Bei seiner Premiere war Andre Mijatovic fast auf die Sekunde pünktlich. Um 13 Uhr erschien der langjährige Co-Trainer des Kleeblatts am Freitag zur digitalen Pressekonferenz vor dem Auswärtsspiel beim FC Augsburg. Der 17. und letzte Fürther Bundesliga-Auftritt wird für den 42-Jährigen ein ganz besonderer - nicht nur, weil es sein Abschiedsspiel als Angestellter der Spielvereinigung sein wird. Es wird nach sieben Jahren als Assistent auch sein erstes Spiel als Cheftrainer.

Bereits am Mittwoch hatte der Verein verkündet, dass Stefan Leitl positiv auf das Coronavirus getestet wurde. Leitl hatte zu Wochenbeginn über leichte Symptome geklagt, ein PCR-Test bestätigte den Verdacht. Anfangs hatte er noch gehofft, bis zum Anpfiff am Samstag (15.30/Sky) wieder fit zu werden, doch daraus wird nichts. "Wir haben in den letzten Jahren gelernt, dass es schwierig ist mit Corona", sagte Mijatovic, "leider hat es den Stefan erwischt, es geht ihm nicht so gut."

In der gemeinsamen Trainer-WG haben sich die beiden Freunde in dieser Woche glücklicherweise nicht gesehen, auch auf dem Trainingsplatz war Stefan Leitl nicht. "Wir haben in den Tagen nach dem letzten Spiel keinen direkten Kontakt gehabt", erzählte Mijatovic, "Bis jetzt habe ich nichts und ich hoffe, es bleibt auch so."

Für die Spieler sei der Ausfall des Cheftrainers keine große Umstellung, auch die Ansprache von Mijatovic kennen sie, weil der in all den Jahren im Training immer wieder viele Übungen übernommen hat. Er und Leitl hätten seit jeher "eine enge Beziehung", so Mijatovic, der Plan für die letzten 90 Minuten dieser Saison steht längst. "Die Sachen sind abgesprochen und die Mannschaft ist vorbereitet für das Spiel", sagt der Kurzzeit-Chef, der womöglich auch, je nach Leitls Gesundheitszustand, während der Partie Kontakt zu seinem Chef aufnehmen wird.

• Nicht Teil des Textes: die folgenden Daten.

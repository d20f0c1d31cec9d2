//! Conversation types for Switchboard
//!
//! Messages, roles and tool calls exchanged with the model, plus the
//! [`Conversation`] transcript owned by one `(actor_id, session_id)` pair.

use std::fmt;

use serde::{Deserialize, Serialize};

use crate::hooks::ConversationState;

/// Identifies one conversation: the actor it belongs to and the
/// caller-supplied session id.
#[derive(Debug, Clone, PartialEq, Eq, Hash, Serialize, Deserialize)]
pub struct ConversationKey {
    pub actor_id: String,
    pub session_id: String,
}

impl ConversationKey {
    pub fn new(actor_id: &str, session_id: &str) -> Self {
        Self {
            actor_id: actor_id.to_string(),
            session_id: session_id.to_string(),
        }
    }
}

impl fmt::Display for ConversationKey {
    fn fmt(&self, f: &mut fmt::Formatter<'_>) -> fmt::Result {
        write!(f, "{}/{}", self.actor_id, self.session_id)
    }
}

/// The in-memory transcript of one conversation.
///
/// The transcript is authoritative for the life of the process; the memory
/// store only mirrors it.
#[derive(Debug, Clone)]
pub struct Conversation {
    pub key: ConversationKey,
    /// Ordered transcript, insertion order is externally observable.
    pub messages: Vec<Message>,
    pub state: ConversationState,
}

impl Conversation {
    /// Create an empty, uninitialised conversation.
    ///
    /// # Example
    /// ```
    /// use switchboard::session::Conversation;
    /// use switchboard::hooks::ConversationState;
    ///
    /// let conversation = Conversation::new("u1", "s1");
    /// assert!(conversation.messages.is_empty());
    /// assert_eq!(conversation.state, ConversationState::Uninitialized);
    /// ```
    pub fn new(actor_id: &str, session_id: &str) -> Self {
        Self {
            key: ConversationKey::new(actor_id, session_id),
            messages: Vec::new(),
            state: ConversationState::Uninitialized,
        }
    }

    pub fn actor_id(&self) -> &str {
        &self.key.actor_id
    }

    pub fn session_id(&self) -> &str {
        &self.key.session_id
    }

    pub fn len(&self) -> usize {
        self.messages.len()
    }

    pub fn is_empty(&self) -> bool {
        self.messages.is_empty()
    }

    pub fn last_message(&self) -> Option<&Message> {
        self.messages.last()
    }

    /// Index of the most recent user message, if any.
    pub fn last_user_index(&self) -> Option<usize> {
        self.messages.iter().rposition(|m| m.role == Role::User)
    }
}

/// A single message in a conversation.
#[derive(Debug, Clone, PartialEq, Serialize, Deserialize)]
pub struct Message {
    pub role: Role,
    pub content: String,
    /// Tool calls requested by the assistant (if any)
    #[serde(skip_serializing_if = "Option::is_none")]
    pub tool_calls: Option<Vec<ToolCall>>,
    /// ID of the tool call this message answers (tool results only)
    #[serde(skip_serializing_if = "Option::is_none")]
    pub tool_call_id: Option<String>,
}

impl Message {
    fn with_role(role: Role, content: &str) -> Self {
        Self {
            role,
            content: content.to_string(),
            tool_calls: None,
            tool_call_id: None,
        }
    }

    /// Create a new user message.
    ///
    /// # Example
    /// ```
    /// use switchboard::session::{Message, Role};
    ///
    /// let msg = Message::user("15*23");
    /// assert_eq!(msg.role, Role::User);
    /// ```
    pub fn user(content: &str) -> Self {
        Self::with_role(Role::User, content)
    }

    pub fn assistant(content: &str) -> Self {
        Self::with_role(Role::Assistant, content)
    }

    pub fn system(content: &str) -> Self {
        Self::with_role(Role::System, content)
    }

    /// Create a tool result message answering `tool_call_id`.
    pub fn tool_result(tool_call_id: &str, content: &str) -> Self {
        Self {
            tool_call_id: Some(tool_call_id.to_string()),
            ..Self::with_role(Role::Tool, content)
        }
    }

    /// Create an assistant message carrying tool calls.
    pub fn assistant_with_tools(content: &str, tool_calls: Vec<ToolCall>) -> Self {
        Self {
            tool_calls: Some(tool_calls),
            ..Self::with_role(Role::Assistant, content)
        }
    }

    /// Build a message from a stored `(role, content)` turn.
    pub fn from_turn(role: Role, content: &str) -> Self {
        Self::with_role(role, content)
    }

    pub fn has_tool_calls(&self) -> bool {
        self.tool_calls
            .as_ref()
            .map(|tc| !tc.is_empty())
            .unwrap_or(false)
    }

    /// Text persisted to the memory store for this message.
    ///
    /// An assistant message that only requests tools has no text, so its
    /// tool calls are recorded as JSON instead.
    pub fn persisted_content(&self) -> String {
        if self.content.is_empty() {
            if let Some(calls) = self.tool_calls.as_ref().filter(|c| !c.is_empty()) {
                return serde_json::to_string(calls).unwrap_or_default();
            }
        }
        self.content.clone()
    }
}

/// The role of a message sender.
#[derive(Debug, Clone, Copy, Serialize, Deserialize, PartialEq, Eq, Hash)]
#[serde(rename_all = "lowercase")]
pub enum Role {
    System,
    User,
    Assistant,
    /// Results from tool executions
    Tool,
}

impl Role {
    pub fn as_str(&self) -> &'static str {
        match self {
            Role::System => "system",
            Role::User => "user",
            Role::Assistant => "assistant",
            Role::Tool => "tool",
        }
    }
}

impl fmt::Display for Role {
    fn fmt(&self, f: &mut fmt::Formatter<'_>) -> fmt::Result {
        f.write_str(self.as_str())
    }
}

/// A tool call requested by the assistant.
#[derive(Debug, Clone, PartialEq, Serialize, Deserialize)]
pub struct ToolCall {
    pub id: String,
    pub name: String,
    /// JSON-encoded arguments
    pub arguments: String,
}

impl ToolCall {
    pub fn new(id: &str, name: &str, arguments: &str) -> Self {
        Self {
            id: id.to_string(),
            name: name.to_string(),
            arguments: arguments.to_string(),
        }
    }

    /// Parse the arguments as a specific type.
    pub fn parse_arguments<T: serde::de::DeserializeOwned>(&self) -> serde_json::Result<T> {
        serde_json::from_str(&self.arguments)
    }
}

Über die vergangenen Wochen und Monate wollte Andre Mijatovic auf Nachfrage aber nicht sprechen. Das Kleeblatt hat in 16 Auswärtsspielen ja nur vier Punkte geholt und kein einziges Mal gewonnen - bei 12:47 Toren. Es sei "nicht die Zeit, eine großartige Analyse zu machen", antwortete er. "Natürlich war es eine schwierige Saison, wir hätten uns die Auswärtsspiele anders vorgestellt." Dennoch, erinnerte Mijatovic, hätte das Trainerteam sein Versprechen aus dem Sommer 2021 eingelöst und den Fans den historischen ersten Heimsieg geschenkt.

"Schöne Geschichte geschrieben"

Dem folgten zwar noch zwei weitere, die drei Erfolge zwischen Dezember 2021 und Februar 2022 sollten aber die einzigen in dieser Spielzeit bleiben. Deshalb verabschieden sich Mijatovic und Leitl am Samstagabend mit dem Abstieg - an die Zeit in Fürth denkt der scheidende Assistent aber gerne zurück. "Ich war von 2005 bis 2007 als Spieler hier und jetzt nochmal über mehr als drei Jahre als Co-Trainer", sagte er. Gemeinsam hätten sie "eine schöne Geschichte geschrieben", deren letztes Kapitel der längst überfällige erste Auswärtssieg der Saison sein soll.

Bis auf die Langzeitverletzten sind alle Spieler an Bord, bei der Aufstellung wollte sich Mijatovic aber nicht in die Karten schauen lassen. Sicher ist nur, dass Sascha Burchert, der in dieser Saison zweimal zum Ersatztorhüter degradiert worden war, zum Bundesliga-Abschied zwischen den Pfosten stehen wird. Das Ziel ist klar - für Mijatovic und die Mannschaft: "Wir wollen dem Stefan ein schönes Abschiedsgeschenk machen."